### [Exercise prompt]
Scan the records below. Copy every line in which the word "RpcRequest" appears.

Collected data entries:
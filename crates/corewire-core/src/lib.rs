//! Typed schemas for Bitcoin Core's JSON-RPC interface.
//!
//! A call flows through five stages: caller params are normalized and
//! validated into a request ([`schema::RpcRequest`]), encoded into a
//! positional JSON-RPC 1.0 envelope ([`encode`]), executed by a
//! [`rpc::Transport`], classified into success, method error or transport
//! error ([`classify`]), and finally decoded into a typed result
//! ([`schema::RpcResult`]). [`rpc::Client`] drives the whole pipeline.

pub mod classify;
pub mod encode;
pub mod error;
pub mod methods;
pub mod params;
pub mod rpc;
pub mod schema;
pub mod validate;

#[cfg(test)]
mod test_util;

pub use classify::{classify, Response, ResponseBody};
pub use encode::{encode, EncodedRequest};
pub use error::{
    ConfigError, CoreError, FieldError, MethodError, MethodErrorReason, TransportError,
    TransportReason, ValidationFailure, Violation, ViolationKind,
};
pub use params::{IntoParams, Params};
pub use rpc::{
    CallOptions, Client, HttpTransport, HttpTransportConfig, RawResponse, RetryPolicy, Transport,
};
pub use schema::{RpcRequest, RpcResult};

### [Solution to the problem]
//! validated into a request ([`schema::RpcRequest`]), encoded into a
pub use schema::{RpcRequest, RpcResult};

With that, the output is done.